RAINCOAT is one of those films. An offbeat film on all counts, there's nothing in the film that you actually carry home once the screening has concluded. All you do is sit in the auditorium and watch two people indulge in non-stop meaningless chatter in one dingy dark room of a dilapidated house. And the conversation is so dull, drab and boring that you actually wonder what writer-director Rituparno Ghosh was trying to convey through this film.
RAINCOAT has nothing to offer: No story, no drama, not even great performances? As for entertainment, forget it!
All he wanted was to see her just once. Manu [Ajay Devgan] was from a village in the backwoods. Neeru [Aishwarya Rai] was the girl next door, his lost love.
No one supported him in his desire, neither his family, nor his friends. After all, she was the woman who had broken his heart and married for money when all he had to offer were his dreams.
He came from his small village to the big city of Kolkata with hope in his heart. His pockets were empty and he was desperate for employment. He found his way to her house on a wet afternoon in a borrowed raincoat. She met him draped in silk, and shrouded by darkness in a strange gloomy house crowded with furniture.
There in the dark, hidden from the world by the rain, the two relived their past. They talked and talked and yet said nothing.
Coming from the director of CHOKHER BALI [Bengali], RAINCOAT is a terrible letdown. Very honestly, films such as these and more particularly subjects as the one in RAINCOAT are ideally suited for plays [theatre]. But when top-of-the-line actors Ajay Devgan and Aishwarya Rai agree to act in a film, you definitely expect at least arresting performances, if not an interesting story.
The conversations in RAINCOAT get so tedious and monotonous after a point that it makes you squirm in your seat.
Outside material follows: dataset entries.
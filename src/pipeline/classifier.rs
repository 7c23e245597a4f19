//! The Classifier Adapter stage: tensor in, ranked predictions out.

use crate::core::{ClassifyError, ClassifyResult, OrtInfer, ScoreModel, Tensor4D};
use crate::domain::{ClassCatalog, Prediction};
use crate::processors::{softmax, Topk};
use once_cell::sync::OnceCell;
use std::path::Path;
use std::sync::Arc;
use tracing::{debug, info};

type ModelLoader = Box<dyn Fn() -> ClassifyResult<Arc<dyn ScoreModel>> + Send + Sync>;

/// Wraps the opaque pretrained model and converts its raw output into ranked
/// `(label, confidence)` predictions.
///
/// The model handle is loaded lazily on first use and cached for the process
/// lifetime; concurrent first callers are serialized by the init cell, so the
/// underlying session is built exactly once no matter how many times `load`
/// runs.
pub struct ClassifierAdapter {
    model: OnceCell<Arc<dyn ScoreModel>>,
    loader: ModelLoader,
    catalog: Arc<ClassCatalog>,
    topk: Topk,
}

impl std::fmt::Debug for ClassifierAdapter {
    fn fmt(&self, f: &mut std::fmt::Formatter<'_>) -> std::fmt::Result {
        f.debug_struct("ClassifierAdapter")
            .field("loaded", &self.model.get().is_some())
            .field("catalog_len", &self.catalog.len())
            .finish()
    }
}

impl ClassifierAdapter {
    /// Creates an adapter that lazily builds an ONNX session for the model at
    /// `model_path` with the given expected input shape.
    pub fn from_onnx(
        model_path: &Path,
        input_name: Option<&str>,
        expected_input: [usize; 4],
        catalog: Arc<ClassCatalog>,
    ) -> Self {
        let path = model_path.to_path_buf();
        let input_name = input_name.map(str::to_string);
        let num_classes = catalog.len();
        Self::with_loader(
            Box::new(move || {
                info!(model = %path.display(), "loading ONNX classification model");
                let engine = OrtInfer::new(
                    &path,
                    input_name.as_deref(),
                    expected_input,
                    num_classes,
                )?;
                Ok(Arc::new(engine) as Arc<dyn ScoreModel>)
            }),
            catalog,
        )
    }

    /// Creates an adapter with a custom model loader.
    ///
    /// This is the injection seam: production wires an ONNX session loader,
    /// tests wire a deterministic stub.
    pub fn with_loader(loader: ModelLoader, catalog: Arc<ClassCatalog>) -> Self {
        Self {
            model: OnceCell::new(),
            loader,
            catalog,
            topk: Topk::new(),
        }
    }

    /// Loads the model if it is not loaded yet. Idempotent: repeated or
    /// concurrent calls initialize the underlying model at most once.
    pub fn load(&self) -> ClassifyResult<()> {
        self.model()?;
        Ok(())
    }

    /// Whether the model has been loaded.
    pub fn is_loaded(&self) -> bool {
        self.model.get().is_some()
    }

    /// The class catalog this adapter resolves labels against.
    pub fn catalog(&self) -> &ClassCatalog {
        &self.catalog
    }

    fn model(&self) -> ClassifyResult<&Arc<dyn ScoreModel>> {
        self.model.get_or_try_init(|| (self.loader)())
    }

    /// Runs inference and returns the single highest-probability class.
    pub fn predict_top1(&self, tensor: &Tensor4D) -> ClassifyResult<Prediction> {
        let mut ranked = self.predict_top_k(tensor, 1)?;
        ranked
            .pop()
            .ok_or_else(|| ClassifyError::model_output("model produced no predictions"))
    }

    /// Runs inference and returns the `k` highest-probability classes,
    /// confidence descending, ties broken by class index ascending.
    ///
    /// `k == 0` is rejected; `k` larger than the number of classes is clamped.
    pub fn predict_top_k(&self, tensor: &Tensor4D, k: usize) -> ClassifyResult<Vec<Prediction>> {
        let model = self.model()?;

        // Validate the shape contract before the model sees the tensor.
        let expected = model.expected_input();
        if tensor.shape() != expected {
            return Err(ClassifyError::shape_mismatch(&expected, tensor.shape()));
        }

        let scores = model.infer(tensor)?;
        let row: Vec<f32> = scores.row(0).to_vec();
        let probabilities = softmax(&row);

        let ranked = self.topk.process(&probabilities, k)?;
        debug!(k, returned = ranked.len(), "ranked predictions");

        Ok(ranked
            .into_iter()
            .map(|(class_id, confidence)| Prediction {
                class_name: self.catalog.label_or_fallback(class_id),
                confidence,
            })
            .collect())
    }
}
To state that the narrative moves at a lethargic pace would it putting it very mildly.
The first half has nothing interesting to offer, but thankfully a worthy-of-note character is introduced in the post-interval portions [Annu Kapoor] and the conversation between Ajay and Annu does keep you involved at times.
But, again, Annu's character disappears suddenly and Ajay and Ash are back talking non-stop. Even the end is so sudden and abrupt that there's no impact whatsoever.
Rituparno Ghosh's direction deserves no points. The film is too offbeat, atypical and nonconforming for the Indian audiences. Cinematography is passable. The background music is minimal.
Both Ajay Devgan and Aishwarya Rai are strictly okay. No great shakes definitely! Annu Kapoor is the scene stealer. Sameer Dharmadhikari is adequate. Mouli Ganguly leaves a strong impression.
On the whole, RAINCOAT will appeal to a handful of critics and connoisseurs of art house cinema [await 5-star ratings yet again!] who'll heap lavish praises/lustrous words, but from the box-office point of view, RAINCOAT will face stormy weather at the ticket window.